Percy seemed to be fighting himself and the girl looked at the manticore which was closing in. The best they could do was die with a good fight, and they surely would.

"Please, Mr. D," Percy muttered. "Help."

Nothing happened. She thought her father had left, that the message had disappeared and they were left to themselves.

The manticore grinned. "Spare the daughter of Zeus. She will join us soon enough. Kill the others."

The men raised their guns, and something strange happened. Her friends felt the blood rush to their heads, and she felt her body grow stronger. Sunlight tinged with purple. And a sour grapes smell flooded their sensesβ€”wine.

Ariadne looked at her hands which glowed. Lunacy transformer back into her ring as purple wove through her fingers.

SNAP!

It was the sound of many minds breaking at the same time. The sound of madness. A dark grin crossed her face as she eyed the guards. Her hands sent off a large purple wave as one guard put his pistol between his teeth like a bone and ran around on all fours. Two others dropped their guns and started waltzing with each other. The four began doing what looked like an Irish clogging dance.

Her friends watched as her hands glowed brighter. Riptide pulsed brightly along with the brunette's eyes, both swords flowing with purple.

"No!" screamed the manticore. "I will deal with you myself!"

His tail bristled, but the planks under his paws erupted into grape vines, which immeasurably began wrapping around the monster's body. Ariadne's grin grew darker as new leaves sprouted from the clusters of green baby grapes that ripened in seconds as the manticore shrieked.

Ariadne has never felt power like this. It caused her body to grow stronger. The manticore was soon engulfed in a hug mass of vines, leaves, and full clusters of purple grapes. Finally the grapes stopped shivering, the manticore was no more, she could feel it.

"Well," her father said, closing his fridge. "That was fun. Nice job." He nodded at his daughter, she sent him a dazed grin, eyeing her own hands.

Percy stared at him, horrified. "How could you... how did youβ€”"

"Such gratitude," he muttered. "The mortals will come out of it. Too much explaining to do if I made their condition permanent. I hate writing reports to Father

He stare resentfully at Thalia. "I hope you learned your lessons, girl. It isn't easy to resist power, is it?"

Thalia blushed as if she were ashamed.

"Mr. D," Grover said in amazement. "You... you saved us."

"Mmm. Don't make me regret it, satyr. Now get going, Percy Jackson. I've bought you a few hours at most."

"The Ophiotaurus," Percy said. "Can you get it to camp?"

Her father sniffed. "I do not transport livestock. That's your problem."

"But where do we go?"

He looked at Zoe. "Oh, I think the huntress knows. You must enter at sunset today, you know, or all is lost. Now good-bye. My pizza is waiting."

"Mr. D," Percy said.

He raised an eyebrow.

"You called me by my right name," Percy said. "You called me Percy Jackson."
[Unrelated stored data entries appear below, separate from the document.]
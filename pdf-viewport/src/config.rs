use crate::document::RenderFlags;
use crate::error::ConfigError;
use crate::layout::{DisplayMode, ZoomMode};
use crate::zoom::ZoomState;
use serde::{Deserialize, Serialize};
use std::time::Duration;

/// Settings a [`Viewport`](crate::Viewport) starts from.
#[derive(Debug, Clone, PartialEq, Serialize, Deserialize)]
#[serde(default)]
pub struct ViewportConfig {
    pub zoom_min: f64,
    pub zoom_max: f64,
    /// Multiplier applied by one zoom-in step.
    pub zoom_factor: f64,
    pub zoom: f64,
    pub zoom_mode: ZoomMode,
    pub display_mode: DisplayMode,
    pub dpi: f32,
    /// Width kept free for the vertical scrollbar in fit-width layout.
    pub scrollbar_reserve: f64,
    /// Padding around each page frame, applied on every side.
    pub frame_space: f64,
    pub render_flags: RenderFlags,
    pub right_to_left: bool,
    pub render_workers: usize,
    pub kinetic: KineticConfig,
}

impl Default for ViewportConfig {
    fn default() -> Self {
        Self {
            zoom_min: ZoomState::DEFAULT_MIN,
            zoom_max: ZoomState::DEFAULT_MAX,
            zoom_factor: ZoomState::DEFAULT_FACTOR,
            zoom: 1.0,
            zoom_mode: ZoomMode::FitHeight,
            display_mode: DisplayMode::Single,
            dpi: 96.0,
            scrollbar_reserve: 50.0,
            frame_space: 5.0,
            render_flags: RenderFlags::default(),
            right_to_left: false,
            render_workers: 2,
            kinetic: KineticConfig::default(),
        }
    }
}

impl ViewportConfig {
    pub fn validate(&self) -> Result<(), ConfigError> {
        let (min, max) = (self.zoom_min, self.zoom_max);
        if !(min > 0.0 && max > 0.0) {
            return Err(ConfigError::NonPositiveZoom { min, max });
        }
        if min > max {
            return Err(ConfigError::InvertedZoomBounds { min, max });
        }
        if !(self.zoom_factor > 1.0) {
            return Err(ConfigError::ZoomFactor(self.zoom_factor));
        }
        if !(self.dpi > 0.0) {
            return Err(ConfigError::Dpi(self.dpi));
        }
        self.kinetic.validate()
    }

    pub(crate) fn zoom_state(&self) -> ZoomState {
        ZoomState::new(
            self.zoom,
            self.zoom_min,
            self.zoom_max,
            self.zoom_factor,
            self.zoom_mode,
        )
    }
}

/// Drag-to-scroll and inertia tuning.
#[derive(Debug, Clone, PartialEq, Serialize, Deserialize)]
#[serde(default)]
pub struct KineticConfig {
    pub enabled: bool,
    /// Velocity multiplier applied after every inertia tick.
    pub friction: f64,
    pub tick_interval_ms: u64,
    pub max_animation_ms: u64,
}

impl Default for KineticConfig {
    fn default() -> Self {
        Self {
            enabled: false,
            friction: 0.90,
            tick_interval_ms: 20,
            max_animation_ms: 3000,
        }
    }
}

impl KineticConfig {
    pub fn validate(&self) -> Result<(), ConfigError> {
        if !(self.friction > 0.0 && self.friction < 1.0) {
            return Err(ConfigError::Friction(self.friction));
        }
        if self.tick_interval_ms == 0 {
            return Err(ConfigError::TickInterval);
        }
        Ok(())
    }

    pub fn tick_interval(&self) -> Duration {
        Duration::from_millis(self.tick_interval_ms)
    }

    /// Upper bound on inertia ticks after one release.
    pub fn max_ticks(&self) -> u32 {
        (self.max_animation_ms / self.tick_interval_ms.max(1)).min(u32::MAX as u64) as u32
    }
}
#[test]
fn zoom_in_stops_at_the_upper_bound() {
    let config = ViewportConfig {
        zoom: 1.0,
        zoom_factor: 1.2,
        zoom_max: 1.1,
        ..explicit_config(DisplayMode::Single)
    };
    let mut vp = loaded(config, Arc::new(FakeDocument::letter(3)));
    assert_eq!(vp.zoom_bounds(), (0.1, 1.1));
    vp.zoom_in();
    assert!((vp.zoom() - 1.1).abs() < 1e-9);
    vp.zoom_in();
    assert!((vp.zoom() - 1.1).abs() < 1e-9);
}

#[test]
fn zoom_change_rerenders_at_the_new_size() {
    let mut vp = loaded(
        explicit_config(DisplayMode::Single),
        Arc::new(FakeDocument::letter(3)),
    );
    vp.set_zoom(2.0);
    assert!(vp.cache().is_empty());
    vp.poll_renders();
    assert!(vp.cache().contains(0, PixelSize::new(200, 400)));
    assert_eq!(vp.zoom_mode(), ZoomMode::Explicit);
}

#[test]
fn fit_width_follows_the_viewport() {
    let config = ViewportConfig {
        zoom_mode: ZoomMode::FitWidth,
        ..ViewportConfig::default()
    };
    let mut vp = loaded(config, Arc::new(FakeDocument::letter(3)));
    // (400 - 50) / 100
    assert!((vp.zoom() - 3.5).abs() < 1e-9);
    assert_eq!(vp.frames().get(0).unwrap().size(), PixelSize::new(350, 700));

    vp.set_display_mode(DisplayMode::Book);
    assert!((vp.zoom() - 1.75).abs() < 1e-9);
}
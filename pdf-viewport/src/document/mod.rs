//! The boundary to the native document component.
//!
//! The viewport never parses PDF data itself. It talks to a [`Document`]
//! which answers page geometry questions and rasterizes pages into
//! [`PixelBuffer`]s. Implementations must be callable from render worker
//! threads.

mod pdfium;

pub use pdfium::{PdfLibrary, PdfiumDocument};

use crate::error::{DocumentError, RenderError};
use crate::layout::{PageSize, PixelSize};
use crate::rotation::Rotation;
use serde::{Deserialize, Serialize};
use std::fmt;
use std::io::Read;
use std::path::PathBuf;

/// A loaded, paginated document.
pub trait Document: Send + Sync {
    fn page_count(&self) -> usize;

    /// Intrinsic size of page `index`, or `None` if it does not exist.
    fn page_size(&self, index: usize) -> Option<PageSize>;

    /// Rasterize one page. This is CPU-bound and may block.
    fn render_page(&self, request: &RenderRequest) -> Result<PixelBuffer, RenderError>;
}

/// Render `request`, rejecting an empty target before the document sees it.
pub(crate) fn render_checked(
    document: &dyn Document,
    request: &RenderRequest,
) -> Result<PixelBuffer, RenderError> {
    if request.size.is_empty() {
        return Err(RenderError::EmptyTarget {
            page: request.page,
            width: request.size.width,
            height: request.size.height,
        });
    }
    document.render_page(request)
}

/// Where a document comes from.
#[derive(Clone)]
pub enum DocumentSource {
    Path(PathBuf),
    Bytes(Vec<u8>),
}

impl DocumentSource {
    /// Read a whole stream into memory.
    pub fn from_reader(mut reader: impl Read) -> Result<Self, DocumentError> {
        let mut bytes = Vec::new();
        reader
            .read_to_end(&mut bytes)
            .map_err(|e| DocumentError::Io(e.to_string()))?;
        Ok(DocumentSource::Bytes(bytes))
    }
}

impl fmt::Debug for DocumentSource {
    fn fmt(&self, f: &mut fmt::Formatter<'_>) -> fmt::Result {
        match self {
            DocumentSource::Path(path) => f.debug_tuple("Path").field(path).finish(),
            DocumentSource::Bytes(bytes) => write!(f, "Bytes({} bytes)", bytes.len()),
        }
    }
}

impl From<PathBuf> for DocumentSource {
    fn from(path: PathBuf) -> Self {
        DocumentSource::Path(path)
    }
}

impl From<Vec<u8>> for DocumentSource {
    fn from(bytes: Vec<u8>) -> Self {
        DocumentSource::Bytes(bytes)
    }
}

/// Rendering switches forwarded to the rasterizer. Part of the cache key.
#[derive(Debug, Clone, Copy, PartialEq, Eq, Hash, Default, Serialize, Deserialize)]
#[serde(default)]
pub struct RenderFlags {
    pub annotations: bool,
    pub lcd_text: bool,
    pub grayscale: bool,
    pub print_quality: bool,
}

/// One rasterization job as seen by the document.
#[derive(Debug, Clone, Copy, PartialEq)]
pub struct RenderRequest {
    pub page: usize,
    pub size: PixelSize,
    pub dpi_x: f32,
    pub dpi_y: f32,
    pub rotation: Rotation,
    pub flags: RenderFlags,
}

/// An immutable RGBA bitmap produced by the rasterizer.
///
/// Dropping the buffer frees its pixels immediately.
#[derive(Clone, PartialEq, Eq)]
pub struct PixelBuffer {
    image: image::RgbaImage,
}

impl PixelBuffer {
    pub fn new(image: image::RgbaImage) -> Self {
        Self { image }
    }

    /// Build from raw RGBA bytes. Returns `None` if the length does not match.
    pub fn from_rgba(width: u32, height: u32, pixels: Vec<u8>) -> Option<Self> {
        image::RgbaImage::from_raw(width, height, pixels).map(Self::new)
    }

    /// A buffer filled with one color.
    pub fn solid(width: u32, height: u32, rgba: [u8; 4]) -> Self {
        Self::new(image::RgbaImage::from_pixel(width, height, image::Rgba(rgba)))
    }

    pub fn width(&self) -> u32 {
        self.image.width()
    }

    pub fn height(&self) -> u32 {
        self.image.height()
    }

    pub fn size(&self) -> PixelSize {
        PixelSize::new(self.width(), self.height())
    }

    pub fn as_raw(&self) -> &[u8] {
        self.image.as_raw()
    }

    pub fn byte_len(&self) -> usize {
        self.image.as_raw().len()
    }
}

impl fmt::Debug for PixelBuffer {
    fn fmt(&self, f: &mut fmt::Formatter<'_>) -> fmt::Result {
        f.debug_struct("PixelBuffer")
            .field("width", &self.width())
            .field("height", &self.height())
            .finish()
    }
}
//! Rendering every page of a document in one cancelable sweep.

use crate::document::{render_checked, Document, PixelBuffer, RenderRequest};
use crate::error::{ExportError, RenderError};
use std::sync::atomic::{AtomicBool, Ordering};
use std::sync::Arc;
use std::time::Duration;
use tracing::{debug, info, warn};

/// Pause between pages so the interactive side keeps running.
const PAGE_YIELD: Duration = Duration::from_millis(1);

/// Shared cancel flag for one sweep. Clones observe the same state.
#[derive(Debug, Clone, Default)]
pub struct CancellationToken {
    cancelled: Arc<AtomicBool>,
}

impl CancellationToken {
    pub fn new() -> Self {
        Self::default()
    }

    pub fn cancel(&self) {
        self.cancelled.store(true, Ordering::Release);
    }

    pub fn is_cancelled(&self) -> bool {
        self.cancelled.load(Ordering::Acquire)
    }
}

/// A document plus one request per page, captured from a viewport.
#[derive(Clone)]
pub struct ExportJob {
    pub document: Arc<dyn Document>,
    pub requests: Vec<RenderRequest>,
}

impl ExportJob {
    pub fn page_count(&self) -> usize {
        self.requests.len()
    }
}

/// Render the pages of `job` in order, each on the blocking pool.
///
/// The first failure stops the sweep. Either way the pages finished so far
/// are returned inside the error.
pub async fn render_all_pages(
    job: ExportJob,
    cancel: CancellationToken,
) -> Result<Vec<PixelBuffer>, ExportError> {
    let total = job.requests.len();
    let mut completed = Vec::with_capacity(total);
    info!(pages = total, "export started");

    for request in job.requests {
        if cancel.is_cancelled() {
            info!(done = completed.len(), "export cancelled");
            return Err(ExportError::Cancelled { completed });
        }

        let page = request.page;
        let document = Arc::clone(&job.document);
        let rendered = tokio::task::spawn_blocking(move || render_checked(document.as_ref(), &request))
            .await
            .unwrap_or_else(|e| {
                Err(RenderError::Backend {
                    page,
                    message: e.to_string(),
                })
            });

        match rendered {
            Ok(bitmap) => {
                debug!(page, done = completed.len() + 1, total, "export page rendered");
                completed.push(bitmap);
            }
            Err(source) => {
                warn!(page, error = %source, "export aborted");
                return Err(ExportError::Render {
                    page,
                    source,
                    completed,
                });
            }
        }
        tokio::time::sleep(PAGE_YIELD).await;
    }

    info!(pages = completed.len(), "export finished");
    Ok(completed)
}
//! Page layout math: intrinsic page size to on-screen pixel size.
//!
//! Layout is a pure function of the page's intrinsic size and the current
//! viewport state. A viewport that has not been measured yet produces no
//! layout at all; callers retry on the next size-changed notification.

use crate::rotation::Rotation;
use serde::{Deserialize, Serialize};

/// How pages are arranged in the viewport.
#[derive(Debug, Clone, Copy, PartialEq, Eq, Hash, Default, Serialize, Deserialize)]
pub enum DisplayMode {
    #[default]
    Single,
    Book,
    Continuous,
}

impl DisplayMode {
    /// Number of visual slots this mode keeps for a document.
    pub fn slot_count(self, page_count: usize) -> usize {
        match self {
            DisplayMode::Single => 1,
            DisplayMode::Book => 2,
            DisplayMode::Continuous => page_count,
        }
    }

    /// Pages advanced by one next/previous step.
    pub fn page_step(self) -> usize {
        match self {
            DisplayMode::Book => 2,
            DisplayMode::Single | DisplayMode::Continuous => 1,
        }
    }
}

/// How the zoom factor is derived.
#[derive(Debug, Clone, Copy, PartialEq, Eq, Hash, Default, Serialize, Deserialize)]
pub enum ZoomMode {
    FitWidth,
    #[default]
    FitHeight,
    Explicit,
}

/// Intrinsic page size in document units (points).
#[derive(Debug, Clone, Copy, PartialEq)]
pub struct PageSize {
    pub width: f64,
    pub height: f64,
}

impl PageSize {
    pub fn new(width: f64, height: f64) -> Self {
        Self { width, height }
    }

    /// Size after applying `rotation` for layout purposes.
    pub fn rotated(self, rotation: Rotation) -> Self {
        if rotation.swaps_axes() {
            Self::new(self.height, self.width)
        } else {
            self
        }
    }
}

/// Integer pixel size of a rendered page.
#[derive(Debug, Clone, Copy, PartialEq, Eq, Hash, Default)]
pub struct PixelSize {
    pub width: u32,
    pub height: u32,
}

impl PixelSize {
    pub const ZERO: PixelSize = PixelSize {
        width: 0,
        height: 0,
    };

    pub fn new(width: u32, height: u32) -> Self {
        Self { width, height }
    }

    pub fn is_empty(&self) -> bool {
        self.width == 0 || self.height == 0
    }
}

/// Everything the layout calculator needs besides the page itself.
#[derive(Debug, Clone, Copy, PartialEq)]
pub struct LayoutParams {
    pub viewport_width: f64,
    pub viewport_height: f64,
    pub scrollbar_reserve: f64,
    pub rotation: Rotation,
    pub zoom_mode: ZoomMode,
    pub display_mode: DisplayMode,
    /// Stored zoom, used unchanged in [`ZoomMode::Explicit`].
    pub zoom: f64,
    pub zoom_min: f64,
    pub zoom_max: f64,
}

#[derive(Debug, Clone, Copy, PartialEq)]
pub struct PageLayout {
    pub size: PixelSize,
    /// Zoom the size was derived from. For fit modes this is the implied zoom.
    pub zoom: f64,
}

/// Compute the target pixel size of a page.
///
/// Returns `None` while the viewport has no size (layout deferral) or the
/// page reports a degenerate intrinsic size.
pub fn compute_page_layout(page: PageSize, params: &LayoutParams) -> Option<PageLayout> {
    if params.viewport_width <= 0.0 || params.viewport_height <= 0.0 {
        return None;
    }
    if page.width <= 0.0 || page.height <= 0.0 {
        return None;
    }

    let effective = page.rotated(params.rotation);
    let zoom = match params.zoom_mode {
        ZoomMode::FitHeight => params.viewport_height / effective.height,
        ZoomMode::FitWidth => {
            let mut usable = params.viewport_width - params.scrollbar_reserve;
            if params.display_mode == DisplayMode::Book {
                usable /= 2.0;
            }
            usable / effective.width
        }
        ZoomMode::Explicit => params.zoom,
    };
    let zoom = zoom.clamp(params.zoom_min, params.zoom_max);

    Some(PageLayout {
        size: PixelSize::new(
            floor_pixels(effective.width * zoom),
            floor_pixels(effective.height * zoom),
        ),
        zoom,
    })
}

fn floor_pixels(value: f64) -> u32 {
    if value.is_finite() && value > 0.0 {
        value.floor().min(u32::MAX as f64) as u32
    } else {
        0
    }
}
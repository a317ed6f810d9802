//! Persistence service — background flush for dirty sessions.
//!
//! DESIGN
//! ======
//! A background task snapshots dirty sessions under the lock, writes each
//! as a JSON-lines file under the data directory lock-free, then sleeps
//! before the next cycle. Files are written to a temp path and renamed so
//! readers never observe a half-written history.
//!
//! ERROR HANDLING
//! ==============
//! Dirty flags are cleared only after successful writes, and only when the
//! session generation is unchanged since the snapshot. This prioritizes
//! durability over duplicate flush attempts: repeated rewrites are
//! acceptable, silent data loss is not.

use std::path::{Path, PathBuf};
use std::time::Duration;

use points::PointCheck;
use tokio::task::JoinHandle;
use tracing::{error, info, warn};

use crate::state::{AppState, SessionState};

const DEFAULT_FLUSH_INTERVAL_MS: u64 = 500;

pub(crate) fn env_parse<T>(key: &str, default: T) -> T
where
    T: std::str::FromStr + Copy,
{
    std::env::var(key)
        .ok()
        .and_then(|v| v.parse::<T>().ok())
        .unwrap_or(default)
}

/// Path of a session's history file.
#[must_use]
pub fn session_file(data_dir: &Path, session_id: &str) -> PathBuf {
    data_dir.join(format!("{session_id}.jsonl"))
}

/// Spawn the background persistence task. Returns a handle for shutdown.
pub fn spawn_persistence_task(state: AppState) -> JoinHandle<()> {
    let flush_interval_ms = env_parse("SESSION_FLUSH_INTERVAL_MS", DEFAULT_FLUSH_INTERVAL_MS);
    info!(flush_interval_ms, "session persistence flush configured");
    tokio::spawn(async move {
        loop {
            flush_all_dirty(&state).await;
            tokio::time::sleep(Duration::from_millis(flush_interval_ms)).await;
        }
    })
}

/// Load every persisted session from the data directory into memory,
/// creating the directory if needed. Returns the number of sessions
/// loaded.
///
/// # Errors
///
/// Returns an I/O error if the data directory cannot be created or read.
/// Individual unreadable files are skipped with a warning.
pub async fn load_all_sessions(state: &AppState) -> Result<usize, std::io::Error> {
    tokio::fs::create_dir_all(state.data_dir.as_ref()).await?;

    let mut entries = tokio::fs::read_dir(state.data_dir.as_ref()).await?;
    let mut loaded = 0usize;
    while let Some(entry) = entries.next_entry().await? {
        let path = entry.path();
        if path.extension().and_then(|e| e.to_str()) != Some("jsonl") {
            continue;
        }
        let Some(session_id) = path.file_stem().and_then(|s| s.to_str()).map(str::to_owned) else {
            continue;
        };

        match read_session_file(&path).await {
            Ok(results) if !results.is_empty() => {
                let mut sessions = state.sessions.write().await;
                sessions.insert(session_id, SessionState::from_results(results));
                loaded += 1;
            }
            Ok(_) => {}
            Err(e) => {
                warn!(error = %e, path = %path.display(), "skipping unreadable session file");
            }
        }
    }
    Ok(loaded)
}

async fn read_session_file(path: &Path) -> Result<Vec<PointCheck>, std::io::Error> {
    let raw = tokio::fs::read_to_string(path).await?;
    let mut results = Vec::new();
    for line in raw.lines() {
        if line.trim().is_empty() {
            continue;
        }
        match serde_json::from_str::<PointCheck>(line) {
            Ok(record) => results.push(record),
            Err(e) => warn!(error = %e, path = %path.display(), "skipping malformed history line"),
        }
    }
    Ok(results)
}

async fn flush_all_dirty(state: &AppState) {
    // PHASE: SNAPSHOT DIRTY SESSIONS
    // WHY: collect immutable clones under lock, then perform I/O lock-free.
    let batches = {
        let sessions = state.sessions.read().await;
        let mut collected = Vec::new();
        for (session_id, session) in sessions.iter() {
            if !session.dirty {
                continue;
            }
            collected.push(DirtyFlushBatch {
                session_id: session_id.clone(),
                results: session.results.clone(),
                flushed_generation: session.generation,
            });
        }
        collected
    };

    // PHASE: FLUSH PER SESSION + ACK GENERATION
    // WHY: if a flush fails we intentionally keep the dirty flag for retry.
    for batch in batches {
        match write_session_file(&state.data_dir, &batch.session_id, &batch.results).await {
            Ok(()) => {
                clear_flushed_dirty(state, &batch.session_id, batch.flushed_generation).await;
            }
            Err(e) => {
                error!(
                    error = %e,
                    session_id = %batch.session_id,
                    count = batch.results.len(),
                    "persistence flush failed"
                );
            }
        }
    }
}

#[cfg(test)]
pub(crate) async fn flush_all_dirty_for_tests(state: &AppState) {
    flush_all_dirty(state).await;
}

#[derive(Debug)]
struct DirtyFlushBatch {
    session_id: String,
    results: Vec<PointCheck>,
    flushed_generation: u64,
}

async fn clear_flushed_dirty(state: &AppState, session_id: &str, flushed_generation: u64) {
    let mut sessions = state.sessions.write().await;
    let Some(session) = sessions.get_mut(session_id) else {
        return;
    };
    // EDGE: keep the dirty flag if the session was appended to after the
    // snapshot.
    if session.generation == flushed_generation {
        session.dirty = false;
    }
}

async fn write_session_file(
    data_dir: &Path,
    session_id: &str,
    results: &[PointCheck],
) -> Result<(), std::io::Error> {
    let mut out = String::new();
    for record in results {
        let line = serde_json::to_string(record).map_err(std::io::Error::other)?;
        out.push_str(&line);
        out.push('\n');
    }

    tokio::fs::create_dir_all(data_dir).await?;
    let tmp = data_dir.join(format!("{session_id}.jsonl.tmp"));
    tokio::fs::write(&tmp, out).await?;
    tokio::fs::rename(&tmp, session_file(data_dir, session_id)).await?;
    Ok(())
}

#[cfg(test)]
#[path = "persistence_test.rs"]
mod tests;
"I most certainly did not, Perter Johnson. Now off with you!"

He waved his hand, and his image disappeared., but not before he sent Ariadne a wink.

All around them, the manticore's minions were still acting completely it's. One of them had found the homeless guy which has given Ariadne creepy looks, and they were having a serious conversation about metal angels from Mars. Several other guards were harassing the tourists, making animal noises and trying to steal their shoes.

Ariadne looked at Zoe. "What did he mean... you know where to go?"

Her face was the color of the fog. She pointed across the bay, past the Golden Gate. On the distance, a single mountain rose above the cloud layer.

"The garden of my sisters," she said. "I must go home."

Ariadne was still looking at her hands. She glanced up and noticed how when she put them down, her friends sent one another wary looks. They were afraid.

She gulped before staring at the San Fransisco Bay before them. The girl had felt power from her father, but in the moment, she forgot how truly scary someone with an obsession over power could really be. She was no Luke or Kronos.

But maybe, if she kept wanting the need for power, she could turn into them, and that's what made her hate herself even more.